:: STUDY MATERIAL ::
★ ★ ★ ★ ★ ★ ★
//! Fixed-point helpers for the reward-per-share accumulator.
//!
//! All accumulator values are scaled by [`SCALE`]. Every helper rounds down,
//! so the program never owes more reward than the vault was emitting.
//!
//! Products are formed in 256 bits and narrowed back once divided, so a
//! large accumulator built up by a dust stake cannot overflow a later
//! `amount * acc`.

use anchor_lang::prelude::*;
use primitive_types::U256;

use crate::constants::SCALE;
use crate::error::StakingError;

/// Reward credited to `amount` at accumulator value `acc`: `amount * acc / SCALE`.
pub fn accrued_for(amount: u64, acc_reward_per_share: u128) -> Result<u128> {
    let product = U256::from(amount)
        .checked_mul(U256::from(acc_reward_per_share))
        .ok_or(StakingError::MathOverflow)?;
    narrow(product / U256::from(SCALE))
}

/// Accumulator growth for `elapsed` seconds: `elapsed * rate * SCALE / total_staked`.
pub fn reward_per_share_delta(
    elapsed: u64,
    reward_per_second: u64,
    total_staked: u64,
) -> Result<u128> {
    if total_staked == 0 {
        return Err(StakingError::DivisionByZero.into());
    }
    let emitted = U256::from(elapsed)
        .checked_mul(U256::from(reward_per_second))
        .and_then(|v| v.checked_mul(U256::from(SCALE)))
        .ok_or(StakingError::MathOverflow)?;
    narrow(emitted / U256::from(total_staked))
}

fn narrow(value: U256) -> Result<u128> {
    if value > U256::from(u128::MAX) {
        return Err(StakingError::MathOverflow.into());
    }
    Ok(value.as_u128())
}

/// Reward earned since the last settlement.
///
/// Fails with `AccountingFault` when `settlement_debt` exceeds what the
/// position has accrued; that can only happen if accrual was skipped or the
/// position was corrupted, so the value is never clamped to zero.
pub fn pending_reward(amount: u64, acc_reward_per_share: u128, settlement_debt: u128) -> Result<u64> {
    let accrued = accrued_for(amount, acc_reward_per_share)?;
    let pending = accrued
        .checked_sub(settlement_debt)
        .ok_or(StakingError::AccountingFault)?;
    u64::try_from(pending).map_err(|_| StakingError::MathOverflow.into())
}

#[cfg(test)]
mod tests {
    use super::*;

    #[test]
    fn accrued_for_scales_down() {
        assert_eq!(accrued_for(100, SCALE).unwrap(), 100);
        assert_eq!(accrued_for(100, SCALE / 2).unwrap(), 50);
        assert_eq!(accrued_for(0, 7 * SCALE).unwrap(), 0);
    }

    #[test]
    fn accrued_for_rounds_down() {
        // 3 * (SCALE / 3) / SCALE = 0.999.. -> 0
        assert_eq!(accrued_for(3, SCALE / 3).unwrap(), 0);
    }

    #[test]
    fn accrued_for_survives_wide_products() {
        // 1e13 * 8.64e25 exceeds u128 before the division by SCALE
        let acc = 86_400 * 1_000_000_000 * SCALE;
        assert_eq!(
            accrued_for(10_000_000_000_000, acc).unwrap(),
            864_000_000_000_000_000_000_000_000
        );
        assert_eq!(
            accrued_for(u64::MAX, u64::MAX as u128 * SCALE).unwrap(),
            u64::MAX as u128 * u64::MAX as u128
        );
    }

    #[test]
    fn accrued_for_reports_unrepresentable_result() {
        assert_eq!(
            accrued_for(u64::MAX, u128::MAX).unwrap_err(),
            StakingError::MathOverflow.into()
        );
    }

    #[test]
    fn delta_splits_emission_across_stake() {
        // 100s at 1/s over 100 staked -> 1 reward per unit
        assert_eq!(reward_per_share_delta(100, 1, 100).unwrap(), SCALE);
        // 100s at 4/s over 400 staked -> 1 reward per unit
        assert_eq!(reward_per_share_delta(100, 4, 400).unwrap(), SCALE);
    }

    #[test]
    fn delta_keeps_sub_unit_precision() {
        // 1s at 1/s over 3 staked -> one third per unit, kept to 12 decimals
        assert_eq!(reward_per_share_delta(1, 1, 3).unwrap(), 333_333_333_333);
    }

    #[test]
    fn delta_rejects_empty_pool() {
        assert_eq!(
            reward_per_share_delta(10, 1, 0).unwrap_err(),
            StakingError::DivisionByZero.into()
        );
    }

    #[test]
    fn delta_overflow_is_reported() {
        assert_eq!(
            reward_per_share_delta(u64::MAX, u64::MAX, 1).unwrap_err(),
            StakingError::MathOverflow.into()
        );
    }

    #[test]
    fn pending_reward_subtracts_debt() {
        assert_eq!(pending_reward(100, 3 * SCALE, 120).unwrap(), 180);
        assert_eq!(pending_reward(100, 3 * SCALE, 300).unwrap(), 0);
    }

    #[test]
    fn pending_reward_underflow_is_an_accounting_fault() {
        assert_eq!(
            pending_reward(100, SCALE, 101).unwrap_err(),
            StakingError::AccountingFault.into()
        );
    }
}
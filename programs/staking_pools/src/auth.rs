//! Role-based authorization.
//!
//! Admin handlers never inspect role fields directly; they go through the
//! [`Authorizer`] capability, which the global `Config` account implements.

use anchor_lang::prelude::*;

use crate::error::StakingError;

/// Roles recognised by the program.
#[derive(AnchorSerialize, AnchorDeserialize, Clone, Copy, Debug, PartialEq, Eq)]
pub enum Role {
    /// Owns the config: grants roles, sets the treasury, runs migrations.
    Authority,
    /// Creates pools and updates their emission parameters.
    PoolManager,
    /// Pauses staking and triggers emergency exits.
    Guardian,
}

/// Authorization and pause capability consumed by admin handlers.
pub trait Authorizer {
    fn has_role(&self, caller: &Pubkey, role: Role) -> bool;

    fn is_paused(&self) -> bool;

    fn require_role(&self, caller: &Pubkey, role: Role) -> Result<()> {
        require!(self.has_role(caller, role), StakingError::Unauthorized);
        Ok(())
    }

    fn require_not_paused(&self) -> Result<()> {
        require!(!self.is_paused(), StakingError::Paused);
        Ok(())
    }
}
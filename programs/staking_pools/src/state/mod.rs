//! State structures for the Staking Pools program.
//!
//! This module defines all account structures used to store program state.

pub mod config;
pub mod pool;
pub mod stake_position;

pub use config::*;
pub use pool::*;
pub use stake_position::*;
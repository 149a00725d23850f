//! Error types for the Staking Pools program.
//!
//! This module defines all custom error codes that can be returned by the program.
//! Each error has a unique code and descriptive message.

use anchor_lang::prelude::*;

/// Custom error codes for the Staking Pools program.
///
/// Error codes start at 6000 (Anchor's custom error offset).
#[error_code]
pub enum StakingError {
    // ========== Pool/Stake State Errors ==========

    /// Pool id does not match the registry, or its time window is inconsistent.
    #[msg("Invalid pool: unknown id or inconsistent end time")]
    InvalidPool,

    /// Stake amount is below the pool's minimum.
    #[msg("Stake amount is below the pool minimum")]
    BelowMinimumStake,

    /// Withdraw amount exceeds the staked balance.
    #[msg("Insufficient staked balance for this operation")]
    InsufficientStake,

    /// Emergency exit on an empty position.
    #[msg("Nothing staked in this position")]
    NothingStaked,

    /// Mutating call while the program is paused.
    #[msg("Staking is currently paused")]
    Paused,

    /// Settlement would underflow: accumulated reward is below the recorded debt.
    #[msg("Accounting fault: settlement debt exceeds accumulated reward")]
    AccountingFault,

    /// Config already carries the current schema version.
    #[msg("Schema is already at the current version")]
    SchemaUpToDate,

    // ========== Input Validation Errors ==========

    /// Cannot stake or fund with zero amount.
    #[msg("Amount must be greater than zero")]
    ZeroAmount,

    /// Penalty rate exceeds 10000 basis points.
    #[msg("Penalty exceeds maximum of 10000 basis points")]
    InvalidPenaltyRate,

    /// Reward rate exceeds the overflow-safe bound.
    #[msg("Reward per second exceeds the maximum allowed rate")]
    RewardRateTooHigh,

    /// Pool lock window exceeds the maximum duration.
    #[msg("Pool duration exceeds the maximum allowed window")]
    PoolDurationTooLong,

    /// Staking and reward mints must differ.
    #[msg("Staking mint and reward mint must differ")]
    IdenticalMints,

    /// Role member or treasury cannot be the default pubkey.
    #[msg("Authority cannot be the default pubkey")]
    InvalidAuthority,

    // ========== Balance Errors ==========

    /// The reward vault cannot cover the payout.
    #[msg("Insufficient reward vault funds for payout")]
    InsufficientRewardFunds,

    // ========== Math/Overflow Errors ==========

    /// Arithmetic overflow occurred during calculation.
    #[msg("Arithmetic overflow occurred during calculation")]
    MathOverflow,

    /// Division by zero attempted.
    #[msg("Division by zero attempted")]
    DivisionByZero,

    // ========== Authorization Errors ==========

    /// Caller does not hold the required role.
    #[msg("Unauthorized: caller does not hold the required role")]
    Unauthorized,

    /// Token account is not owned by the expected wallet.
    #[msg("Unauthorized: token account owner mismatch")]
    InvalidTokenOwner,

    // ========== Account Validation Errors ==========

    /// Token account mint does not match the pool's mint.
    #[msg("Token mint mismatch - wrong token for this pool")]
    MintMismatch,

    /// Vault does not match the pool's stored vault.
    #[msg("Vault address mismatch")]
    VaultMismatch,

    /// Penalty sink is not owned by the configured treasury.
    #[msg("Treasury account mismatch")]
    TreasuryMismatch,
}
★ ★ ★ ★ ★ ★ ★
:: YOUR TASK ::
Across the listing above, report every line where "accumulated" occurs.

:: EXPECTED ANSWER ::
    /// Settlement would underflow: accumulated reward is below the recorded debt.
    #[msg("Accounting fault: settlement debt exceeds accumulated reward")]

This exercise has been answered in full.